Taco Tuesday ushers in Yom Kippur

Taco Tuesday is a sometimes observed tradition in the Ritchart household. It's really code for any type of Tex-Mex meal — fajitas, nachos, quesadillas or of course, tacos.

And we don't have tacos every Tuesday, just many Tuesdays.

Cooking has been adjustment since our second child left for college in August. We have gone from a family of five healthy eaters, down to cooking for four when our son moved to college two years ago, and now to cooking for three — two dieters and a 7 year old.

I've had to re-portion some of the recipes and we've been trying new things.

My latest focus is guacamole. I've been experimenting with quick and easy ways to mix up guacamole — and figuring out ways to eat it while simultaneously avoiding my usual serving bowl of tortilla chips, which are definitely nonstarters on this diet.

I don't know why, but in the past I have only ordered guacamole when eating out — I don't usually make it at home.
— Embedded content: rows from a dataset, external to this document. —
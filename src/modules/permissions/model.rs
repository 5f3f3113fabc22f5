use classdesk_core::{Permission, SubjectArea};
use serde::Serialize;
use utoipa::ToSchema;
use uuid::Uuid;

#[derive(Debug, Clone, Serialize, ToSchema)]
pub struct PermissionGroup {
    pub area: SubjectArea,
    pub permissions: Vec<Permission>,
}

/// The permission catalog, grouped by subject area.
#[derive(Debug, Clone, Serialize, ToSchema)]
pub struct PermissionCatalogResponse {
    pub groups: Vec<PermissionGroup>,
}

impl PermissionCatalogResponse {
    pub fn build() -> Self {
        let groups = SubjectArea::ALL
            .into_iter()
            .map(|area| PermissionGroup {
                area,
                permissions: Permission::in_area(area).collect(),
            })
            .collect();

        Self { groups }
    }
}

#[derive(Debug, Clone, Serialize, ToSchema)]
pub struct MyPermissionsResponse {
    pub user_id: Uuid,
    pub email: String,
    pub roles: Vec<String>,
    pub permissions: Vec<Permission>,
}
//! HTTP endpoints for administering roles, role permissions and user memberships.
//!
//! The validation and writes live in [`classdesk_db::admin`].

pub mod controller;
pub mod model;
pub mod router;
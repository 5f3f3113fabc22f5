//! # Classdesk Config
//!
//! Configuration types for the Classdesk API.
//!
//! Every structure is loaded from environment variables with a `from_env()`
//! constructor and falls back to development defaults:
//!
//! - [`jwt`]: Bearer token signing configuration
//! - [`cors`]: CORS (Cross-Origin Resource Sharing) configuration
//! - [`database`]: PostgreSQL connection settings
//! - [`server`]: Listen address and startup behavior
//! - [`logging`]: Log file location
//!
//! # Example
//!
//! ```ignore
//! use classdesk_config::{CorsConfig, DatabaseConfig, JwtConfig, ServerConfig};
//!
//! let jwt_config = JwtConfig::from_env();
//! let cors_config = CorsConfig::from_env();
//! let server_config = ServerConfig::from_env();
//! let database_config = DatabaseConfig::from_env()?;
//! ```

pub mod cors;
pub mod database;
pub mod jwt;
pub mod logging;
pub mod server;

pub(crate) mod env;

// Re-export commonly used types at crate root
pub use cors::CorsConfig;
pub use database::{DatabaseConfig, MissingDatabaseUrl};
pub use jwt::JwtConfig;
pub use logging::LoggingConfig;
pub use server::ServerConfig;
So after consulting my dear friend Maria, a masterful cook, and my dear friend Melissa, who is a recipe expert, I added it to our Taco Tuesday dinner menu.

My youngest, and I went out for fresh ingredients this morning — most importantly avocados. I showed Mei how to identify which ones were likely ripe enough to cook with right away, based on color and softness. (If you've never bought an avocado, check out the Hass site for tips on selecting avocados that are ready to eat when you want to eat them: https://www.avocadocentral.com/how-to/how-to-pick-how-to-buy-avocados.)

We also picked up some ground chuck, fajitas and tortilla chips (for my husband).

I decided to go for quick and easy guacamole, rather than 100 percent home made. We used jarred salsa instead of chopping the tomatoes, garlic, peppers and lime. My dear, and wise, friend Melissa also recommends using a fresh salsa from a supermarket deli, such as Publix deli salsa, as a shortcut that also maintains fresh produce.

My creation, a semi homemade version that used fresh avocados and jarred garlic-lime salsa, was delish. I also crisped up some cheese chips to use instead of tortilla chips. (My cheese chips were awesome but could have used a few more minutes in the oven in order to achieve better crunch.)

It was a perfect way to spend Taco Tuesday because... Yom Kippur fast begins at sundown.

Check out the quick guacamole recipe below, and let me know if you have a favorite of your own — I'd love to try something new in this new year 5777.

— Amy

Quick Guacamole

3 ripe avocados

1/4 cup garlic-lime salsa (You can use any favorite salsa, but add lime if your salsa doesn't.)

pinch of salt (to taste)

Cut, remove pit, and scoop avocado pulp into a mixing bowl.

Add 1/4-cup (or more to taste) of salsa.

Add pinch of salt.

Mash with potato masher.

Refrigerate at least one hour.


This is not the place I've been before

Independence Day fireworks, Okaloosa Island, June 29, 2016.

I made no resolutions for the New Year. The habit of making plans, of criticizing, sanctioning and molding my life, is too much of a daily event for me.
— Anaïs Nin

It's difficult to get to a new year and not know where you are going.

I am fortunate to have made it to 5777. I want to feel celebratory. It is the world's birthday, after all.

I want to appreciate those around me and spread love and light — and a little laughter. I am part of a wonderful family and have many treasured friends — and I love my family and friends with all my soul.

I appreciate the many blessings in my life. My sister and I just spoke about our love for going to the grocery store. We cherish that we have the money and the access to buy fresh fruit. One of my favorite things to do is get coffee and go to the grocery store because that always reminds me of how fortunate I am.

But still, this new year, I'm feeling like the center of a stormy cloud (or fog generator, as one of my dear friends would say).

I try to focus on all that is good rather than rehash the bad.

I try to practice teshuvah.

I know it is not easy. It's much easier to wonder how you've come to the same place you've been, as if your journey is a hampster wheel rather than your own human voyage, than it is to cast away your sins in Tashlich and practice teshuvah with intention.

I find it most difficult to let go of feeling wronged — to refuse to feel responsible for others' incorrigible actions and instead focus on the choices I can make.

Breaking patterns is hard, but I don't want to spend my life jaded, empty days slipping by, wasted.

What can I do right now to change that? What changes can I make in the immediate — that can become part of the longterm?

I turn to one of my favorite quotes, referencing one of my favorite parshot, Chayei Sarah:

There are some who push through life just trying to get from one day to the next. There are others who say that every moment is to be savored, not just endured. Abraham’s attitude surpassed both of these. He saw every moment as something to be put to use. Even the smallest unit of time is a distinct creation never to be replicated again. Today’s work is not tomorrow’s. The call of the hour is not that of the next.
— Rabbi Ben A.

And so, though it seems I've come to the place I have been, it can not be so.